An xsub, `A()`, was used in example 2, but the `Math::Ackermann` object was an ordinary Perl array.

The C subroutines in `vector.c` will become xsubs in `Set::Bit`. We want the C-language `vector` struct to be the `Set::Bit` object.

In `Makefile.PL`, we include a line

```'OBJECT'    => 'Bit.o vector.o'
```
in the argument list of `WriteMakefile()`.

Make a file `Bit.xs`, and add a `PROTOTYPES` directive:

```#include "EXTERN.h"
#include "perl.h"
#include "XSUB.h"
#include "ppport.h"
#include "vector.h"

MODULE = Set::Bit               PACKAGE = Set::Bit

PROTOTYPES: ENABLE
```
`PROTOTYPES: ENABLE` tells XS to create Perl prototypes for the functions. (Perl prototypes are a way of ensuring that functions are called in a specified way. They are described in perlsub in the Perl documentation.)

new

If the XS routine for `new` is

```vector *
new(nBits)
int nBits
```

then

```\$ perl Makefile.PL
\$ make
```
results in

```Error: 'vector *' not in typemap in Bit.xs, line 12
```

`Make` invokes `xsubpp`, which uses Perl's default type map to translate from C to Perl. The error message occurs because Perl's default type map does not contain an entry for `vector *`. However, the default typemap supplies an XS type called `T_PTROBJ`. To use `T_PTROBJ`, create a typemap file

```vector *	T_PTROBJ
```
This tells `xsubpp` to use the code fragments for `T_PTROBJ` to translate between a `vector *` and a Perl scalar.

`T_PTROBJ` is for making pointers to C structures into Perl objects. Run `make` and we get a clean compile. But before we try to run our code, let's look at `Bit.c` and find out what `xsubpp` has done.

sv_setref_pv

Here is the glue routine emitted by `xsubpp` to connect `new()` to Perl

```XS(XS_Set__Bit_new)
{
dXSARGS;
if (items != 1)
croak("Usage: Set::Bit::new(nBits)");
{
int     nBits = (int)SvIV(ST(0));
vector *RETVAL;

RETVAL = new(nBits);
ST(0) = sv_newmortal();
sv_setref_pv(ST(0), "vectorPtr", (void*)RETVAL);
}
XSRETURN(1);
}
```

The glue routine extracts `nBits` from the Perl stack, and declares `RETVAL` as a `vector *`. Then it calls `new()`, and assigns the return value to `RETVAL`. Next, it creates a new "mortal" scalar at `ST(0)` on the Perl stack.

Now the glue routine calls `sv_setref_pv` to return `RETVAL` to Perl.

```sv_setref_pv(ST(0), "vectorPtr", (void*)RETVAL);
```

Perlguts documents `sv_setref_pv` like this:

```SV* sv_setref_pv(SV* rv, char* classname, PV iv);
```
Copies the pointer value (the address, not the string!) into an SV whose reference is rv.
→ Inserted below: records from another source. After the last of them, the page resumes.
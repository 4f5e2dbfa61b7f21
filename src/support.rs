//! Supporting utilities used by models.
//!
//! These modules are public because they are useful on their own, but their
//! APIs are not stable.

pub mod constraint;
pub mod lumped;
pub mod units;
SV is blessed if classname is non-null.

SV stands for Scalar Value; an SV is the internal Perl data structure that represents a scalar. When we call `sv_setref_pv()`, it creates a new SV, sets the value of the SV to `RETVAL`, blesses the SV into the `vectorPtr` package, and makes the mortal at the first position on the stack, `ST(0)`, a reference to the SV. The mortal at `ST(0)` is the return value of the `new()` method.

The package problem

This is very close to what we want. The return value from `new()` is a reference to a blessed scalar that holds a pointer to our C-language `vector` struct. However, the scalar is blessed into the `vectorPtr` package, not the `Set::Bit` package.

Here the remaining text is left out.